Bunu bilmek için müneccim olmaya gerek yok…
AK Parti ve MHP´nin Cumhur İttifakını, CHP, İYİ Parti ve Saadet Partisinin Millet İttifakını 24 Haziran Cumhurbaşkanlığı ve Milletvekili seçimlerinde yapması yaklaşan yerel seçimler öncesinde akıllara tekrar ittifak olur mu? Sorularını getirmişti…
24 Haziran seçimlerinde ittifaklar sınandı. AK Parti ve MHP´nin Cumhur İttifak´ı birlikteliğinden kazançlı çıktığı görüldü. Seçimin ardından da Cumhur İttifakı partileri, ittifakın ruhuna uygun olarak birlikteliklerini sürdürdüler.
Herkes ittifakın devam edeceğini konuşulurken Ak Parti ve MHP yaptıkları karşılıklı açıklamalarla ittifakın olmayacağına son noktayı koydu.
Millet İttifakı ise “ortaklaşan siyaset anlayışı” yerine “karşıtlık siyaseti” temelinde şekillendiği için seçimlerin hemen ardından dağıldı. Çünkü ittifak içindeki bazı partilerin seçmen tabanları ideolojik konumlanma olarak birbirine çok uzaktı. Tavan siyaseti, tabanda problem çıkardı.
Seçimlerin ardından da çok geçmeden hem İYİ Parti hem de Saadet Partisi Millet İttifakı´nın sona erdiğini açıkladılar.
Peki, neden yerel seçimlerde ittifak olmazdı?
Mahalli idareler seçimlerinde siyasi partiler arasında ittifak söz konusu olmaz. Çünkü her ilçe ve belde de ortaya çıkmış olan adaylar ya akrabalarıyla ya komşularıyla ya köylüsüyle ya mahallelisiyle bir dayanışma içerisinde bulunarak seçimini sürdürmektedir.
Yerel seçimlerde ittifak kurmanın genel seçimlere göre bir takım zorlukları var. Akrabalık ilişkileri, hemşehricilik ve bölgecilik gibi çok farklı etkenler yerel seçimlerde çok daha belirleyici.

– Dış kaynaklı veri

use crate::config::Precision;
use burn::module::{Ignored, Param};
use burn::nn::Initializer;
use burn::prelude::*;

/// 単層パーセプトロン
///
/// デコーダーの隠れ状態を語彙空間へ射影する。重みは `(出力次元, 入力次元)`
/// の形で保持し、順伝播では転置してから掛ける。
#[derive(Module, Debug)]
pub struct ProjectionOp<B: Backend> {
    weight_t: Param<Tensor<B, 2>>,
    bias: Param<Tensor<B, 1>>,
    scope: Ignored<String>,
    precision: Ignored<Precision>,
}

impl<B: Backend> ProjectionOp<B> {
    /// `shape` は `[出力次元, 入力次元]`
    pub fn new(shape: [usize; 2], scope: &str, precision: Precision, device: &B::Device) -> Self {
        let [output_dim, input_dim] = shape;

        let weight_t = Initializer::XavierUniform { gain: 1.0 }.init_with(
            [output_dim, input_dim],
            Some(input_dim),
            Some(output_dim),
            device,
        );
        let bias = Initializer::Zeros.init([output_dim], device);

        Self {
            weight_t,
            bias,
            scope: Ignored(format!("weights_{}", scope)),
            precision: Ignored(precision),
        }
    }

    /// 転置済みの重み `[入力次元, 出力次元]` とバイアス
    pub fn weights(&self) -> (Tensor<B, 2>, Tensor<B, 1>) {
        (self.weight_t.val().transpose(), self.bias.val())
    }

    /// 保持している形のままの重み `[出力次元, 入力次元]` とバイアス（sampled softmax用）
    pub fn weights_t(&self) -> (Tensor<B, 2>, Tensor<B, 1>) {
        (self.weight_t.val(), self.bias.val())
    }

    /// `x · W + b`
    pub fn forward(&self, x: Tensor<B, 2>) -> Tensor<B, 2> {
        let (weight, bias) = self.weights();
        x.matmul(weight) + bias.unsqueeze::<2>()
    }

    pub fn shape(&self) -> [usize; 2] {
        self.weight_t.val().dims()
    }

    pub fn bias_shape(&self) -> [usize; 1] {
        self.bias.val().dims()
    }

    pub fn scope(&self) -> &str {
        &self.scope.0
    }

    pub fn precision(&self) -> Precision {
        self.precision.0
    }
}

#[cfg(test)]
mod tests {
    use super::*;
    use burn::backend::ndarray::NdArray;

    type TestBackend = NdArray;

    #[test]
    fn forward_matches_transposed_matmul() {
        let device = Default::default();
        let projection = ProjectionOp::<TestBackend>::new([7, 3], "test", Precision::F32, &device);

        assert_eq!(projection.shape(), [7, 3]);
        assert_eq!(projection.bias_shape(), [7]);

        let x = Tensor::<TestBackend, 2>::from_floats([[1.0, 0.0, 0.0], [0.0, 2.0, -1.0]], &device);
        let logits = projection.forward(x.clone());
        assert_eq!(logits.dims(), [2, 7]);

        // バイアスは0初期化なので x · W_t^T と一致する
        let (weight_t, bias) = projection.weights_t();
        let bias_sum: f32 = bias.abs().sum().into_scalar().elem();
        assert_eq!(bias_sum, 0.0);

        let expected = x.matmul(weight_t.transpose());
        let diff: f32 = (logits - expected).abs().max().into_scalar().elem();
        assert!(diff < 1e-6);
    }
}
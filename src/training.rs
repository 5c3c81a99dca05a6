use crate::checkpoint::save_checkpoint;
use crate::config::TrainingConfig;
use crate::data::Corpus;
use crate::metrics::TrainingMetrics;
use crate::session::{Fetched, Session};
use anyhow::{bail, ensure, Result};
use burn::tensor::backend::AutodiffBackend;
use rand::rngs::StdRng;
use rand::SeedableRng;
use std::path::Path;

/// 訓練実行
///
/// バッチごとに `step` → `Session::run` を繰り返す。`save_dir` があれば
/// `save_every` ステップごとと最後にチェックポイントを書く。
pub fn train<B: AutodiffBackend>(
    session: &mut Session<B>,
    corpus: &Corpus,
    config: &TrainingConfig,
    save_dir: Option<&Path>,
) -> Result<TrainingMetrics> {
    ensure!(!corpus.is_empty(), "corpus has no usable samples");

    let mut rng = StdRng::seed_from_u64(config.seed);
    let mut loss_history = Vec::with_capacity(config.num_epochs);

    tracing::info!("訓練開始: {}エポック, {}サンプル", config.num_epochs, corpus.len());

    for epoch in 0..config.num_epochs {
        let mut total_loss = 0.0;
        let mut batch_count = 0;

        for batch in corpus.batches(config.batch_size, &mut rng) {
            let (ops, feed) = session.model().step(&batch)?;
            let loss = match session.run(&ops, &feed)? {
                Fetched::Training { loss } => loss,
                Fetched::Outputs(_) => bail!("model is not in training mode"),
            };

            total_loss += loss;
            batch_count += 1;

            let global_step = session.global_step();
            if global_step % 100 == 0 {
                tracing::info!("ステップ {}: Loss = {:.6}", global_step, loss);
            }

            if let Some(dir) = save_dir {
                if config.save_every > 0 && global_step % config.save_every == 0 {
                    save_checkpoint(session.model(), &corpus.vocabulary, dir)?;
                }
            }
        }

        let avg_loss = total_loss / batch_count.max(1) as f32;
        loss_history.push(avg_loss);
        tracing::info!("Epoch {}/{}: Loss = {:.6}", epoch + 1, config.num_epochs, avg_loss);
    }

    if let Some(dir) = save_dir {
        save_checkpoint(session.model(), &corpus.vocabulary, dir)?;
    }

    Ok(TrainingMetrics {
        final_loss: loss_history.last().copied().unwrap_or(0.0),
        loss_history,
        epochs: config.num_epochs,
        global_steps: session.global_step(),
        learning_rate: session.model().config().learning_rate,
        batch_size: config.batch_size,
    })
}
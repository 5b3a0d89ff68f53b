//! The static weighted undirected graph: [`Graph`] and its [`GraphBuilder`].

use crate::error::GraphError;
use crate::geom::Coord;

/// Index of a node, in `[0, graph.len())`.
pub type NodeId = usize;

/// One direction of an undirected edge, as stored in an adjacency list.
#[derive(Copy, Clone, Debug, PartialEq)]
#[cfg_attr(feature = "serde", derive(serde::Serialize, serde::Deserialize))]
pub struct Edge {
    pub to: NodeId,
    pub weight: f64,
}

/// A weighted undirected graph with one planar coordinate per node and a
/// designated start/goal pair.
///
/// Every edge `(u, v, w)` is stored twice, once in each endpoint's adjacency
/// list. Graphs are immutable once built; use [`GraphBuilder`] to create one.
#[derive(Clone, Debug)]
#[cfg_attr(feature = "serde", derive(serde::Serialize))]
pub struct Graph {
    name: String,
    coords: Vec<Coord>,
    adjacency: Vec<Vec<Edge>>,
    start: NodeId,
    goal: NodeId,
    edge_count: usize,
}

impl Graph {
    /// Build a graph in one call from an edge list.
    pub fn from_edges(
        name: impl Into<String>,
        coords: Vec<Coord>,
        start: NodeId,
        goal: NodeId,
        edges: &[(NodeId, NodeId, f64)],
    ) -> Result<Self, GraphError> {
        let mut b = GraphBuilder::new(name, coords);
        b.endpoints(start, goal);
        for &(u, v, w) in edges {
            b.edge(u, v, w)?;
        }
        b.build()
    }

    /// Free-text name of the graph.
    #[inline]
    pub fn name(&self) -> &str {
        &self.name
    }

    /// Number of nodes.
    #[inline]
    pub fn len(&self) -> usize {
        self.coords.len()
    }

    /// Always `false` for a built graph; present for API symmetry with `len`.
    #[inline]
    pub fn is_empty(&self) -> bool {
        self.coords.is_empty()
    }

    /// Number of undirected edges that were inserted.
    #[inline]
    pub fn edge_count(&self) -> usize {
        self.edge_count
    }

    /// Whether `node` is a valid index.
    #[inline]
    pub fn contains(&self, node: NodeId) -> bool {
        node < self.len()
    }

    /// Designated start node.
    #[inline]
    pub fn start(&self) -> NodeId {
        self.start
    }

    /// Designated goal node.
    #[inline]
    pub fn goal(&self) -> NodeId {
        self.goal
    }

    /// Adjacency list of `node`: both directions of every incident edge.
    ///
    /// # Panics
    ///
    /// Panics if `node` is out of range.
    #[inline]
    pub fn neighbors(&self, node: NodeId) -> &[Edge] {
        &self.adjacency[node]
    }

    /// Coordinate of `node`.
    ///
    /// # Panics
    ///
    /// Panics if `node` is out of range.
    #[inline]
    pub fn coord(&self, node: NodeId) -> Coord {
        self.coords[node]
    }

    /// All node coordinates, indexed by node.
    #[inline]
    pub fn coords(&self) -> &[Coord] {
        &self.coords
    }
}

/// Incremental, validating constructor for [`Graph`].
///
/// ```
/// use wgraph_core::{Coord, GraphBuilder};
///
/// let mut b = GraphBuilder::new("line", vec![Coord::new(0.0, 0.0), Coord::new(1.0, 0.0)]);
/// b.endpoints(0, 1).edge(0, 1, 1.0).unwrap();
/// let g = b.build().unwrap();
/// assert_eq!(g.neighbors(1)[0].to, 0);
/// ```
#[derive(Clone, Debug)]
pub struct GraphBuilder {
    name: String,
    coords: Vec<Coord>,
    adjacency: Vec<Vec<Edge>>,
    start: NodeId,
    goal: NodeId,
    edge_count: usize,
}

impl GraphBuilder {
    /// Start a graph with one node per coordinate. Start and goal default
    /// to node 0.
    pub fn new(name: impl Into<String>, coords: Vec<Coord>) -> Self {
        let len = coords.len();
        Self {
            name: name.into(),
            coords,
            adjacency: vec![Vec::new(); len],
            start: 0,
            goal: 0,
            edge_count: 0,
        }
    }

    /// Set the start and goal nodes. Checked in [`build`](Self::build).
    pub fn endpoints(&mut self, start: NodeId, goal: NodeId) -> &mut Self {
        self.start = start;
        self.goal = goal;
        self
    }

    /// Insert the undirected edge `(u, v)` with weight `weight`.
    pub fn edge(&mut self, u: NodeId, v: NodeId, weight: f64) -> Result<&mut Self, GraphError> {
        let len = self.coords.len();
        for node in [u, v] {
            if node >= len {
                return Err(GraphError::NodeOutOfRange { node, len });
            }
        }
        if !weight.is_finite() || weight < 0.0 {
            return Err(GraphError::InvalidWeight { u, v, weight });
        }
        self.adjacency[u].push(Edge { to: v, weight });
        self.adjacency[v].push(Edge { to: u, weight });
        self.edge_count += 1;
        Ok(self)
    }

    /// Validate and freeze the graph.
    pub fn build(self) -> Result<Graph, GraphError> {
        let len = self.coords.len();
        if len == 0 {
            return Err(GraphError::Empty);
        }
        for node in [self.start, self.goal] {
            if node >= len {
                return Err(GraphError::NodeOutOfRange { node, len });
            }
        }
        if let Some(node) = self.coords.iter().position(|c| !c.is_finite()) {
            return Err(GraphError::InvalidCoord { node });
        }
        Ok(Graph {
            name: self.name,
            coords: self.coords,
            adjacency: self.adjacency,
            start: self.start,
            goal: self.goal,
            edge_count: self.edge_count,
        })
    }
}
//! **wgraph-core** — weighted undirected graphs with planar node coordinates.
//!
//! This crate provides the graph model shared across the *wgraph* workspace
//! ([`Graph`], [`Coord`], [`Edge`]) together with the plain-text loader used
//! to read graphs from disk.
//!
//! A [`Graph`] is built once through a [`GraphBuilder`], which validates node
//! indices, weights and coordinates, and is immutable afterwards.

pub mod error;
pub mod geom;
pub mod graph;
pub mod loader;

pub use error::{GraphError, LoadError};
pub use geom::Coord;
pub use graph::{Edge, Graph, GraphBuilder, NodeId};
pub use loader::{GRAPH_EXTENSION, load_dir, load_graph, parse_graph};
//! Graphs shared by the unit tests.

use rand::{Rng, RngExt};
use wgraph_core::{Coord, Graph, GraphBuilder};

fn square_coords() -> Vec<Coord> {
    vec![
        Coord::new(0.0, 0.0),
        Coord::new(1.0, 0.0),
        Coord::new(2.0, 0.0),
        Coord::new(0.0, 1.0),
    ]
}

/// Four nodes; the cheap route 0-1-2 and a detour 0-3-2 of cost 10.
pub(crate) fn square() -> Graph {
    Graph::from_edges(
        "square",
        square_coords(),
        0,
        2,
        &[(0, 1, 1.0), (1, 2, 1.0), (0, 3, 5.0), (3, 2, 5.0)],
    )
    .unwrap()
}

/// The square with node 3 isolated.
pub(crate) fn square_without_detour() -> Graph {
    Graph::from_edges("island", square_coords(), 0, 3, &[(0, 1, 1.0), (1, 2, 1.0)]).unwrap()
}

/// Random points in a 100x100 box joined by `edges` random edges.
///
/// Each weight is the endpoints' straight-line distance scaled by a factor in
/// `[1, 2)`, so the Euclidean heuristic stays consistent. The graph is usually
/// disconnected in places.
pub(crate) fn random_geometric(rng: &mut impl Rng, nodes: usize, edges: usize) -> Graph {
    let coords: Vec<Coord> = (0..nodes)
        .map(|_| Coord::new(rng.random_range(0.0..100.0), rng.random_range(0.0..100.0)))
        .collect();
    let mut b = GraphBuilder::new("random", coords.clone());
    b.endpoints(rng.random_range(0..nodes), rng.random_range(0..nodes));
    for _ in 0..edges {
        let u = rng.random_range(0..nodes);
        let v = rng.random_range(0..nodes);
        let w = coords[u].distance(coords[v]) * rng.random_range(1.0..2.0);
        b.edge(u, v, w).unwrap();
    }
    b.build().unwrap()
}

pub(crate) fn assert_close(a: f64, b: f64) {
    assert!((a - b).abs() <= 1e-9 * a.abs().max(1.0), "{a} != {b}");
}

Bu bakımdan da büyük şehirlerin dışındaki yerlerde parti aidiyetlerinden daha çok bu yerel etkenler seçmen tercihini belirlemekte.
Diğer bir unsur ise Belediye seçimlerinde aday faktörü çok önemlidir. Seçmen gönül verdiği partisinden çok hizmet edecek kişiye oy verir. Bu yüzden ittifak tavanda değil tabanda gerçekleşir.
Kısaca özetlemek gerekirse bir (parti) aday çıkardığı vakit o adayı seçtirebilmek için o ilçede kendine göre bir ittifak arayışına giriyor. Belediye meclis üyeliklerini paylaştırıyor. Aileleri, köylüleri, mahalleleri dikkate alıyor ve bir yapı oluşturuyor.
Sonra milletin huzurunda diyor ki: ‘Ben 15 belediye meclis üyesiyle şu şekilde seçime katılacağım´. Bunların içinde belediye başkan adayının mensup olduğu partinin dışında aile fertleri varsa onlar da ‘Bu seçimde amca çocuğumuz aday oldu, dayım aday´ diyor ve başka partideki mensubiyetini öteliyor. ‘Bu seçim mahalli idareler seçimidir, amcamın oğluna verdim oyu´ diyor.
Yani, ‘şu partiye oyumu verdim´ demiyor.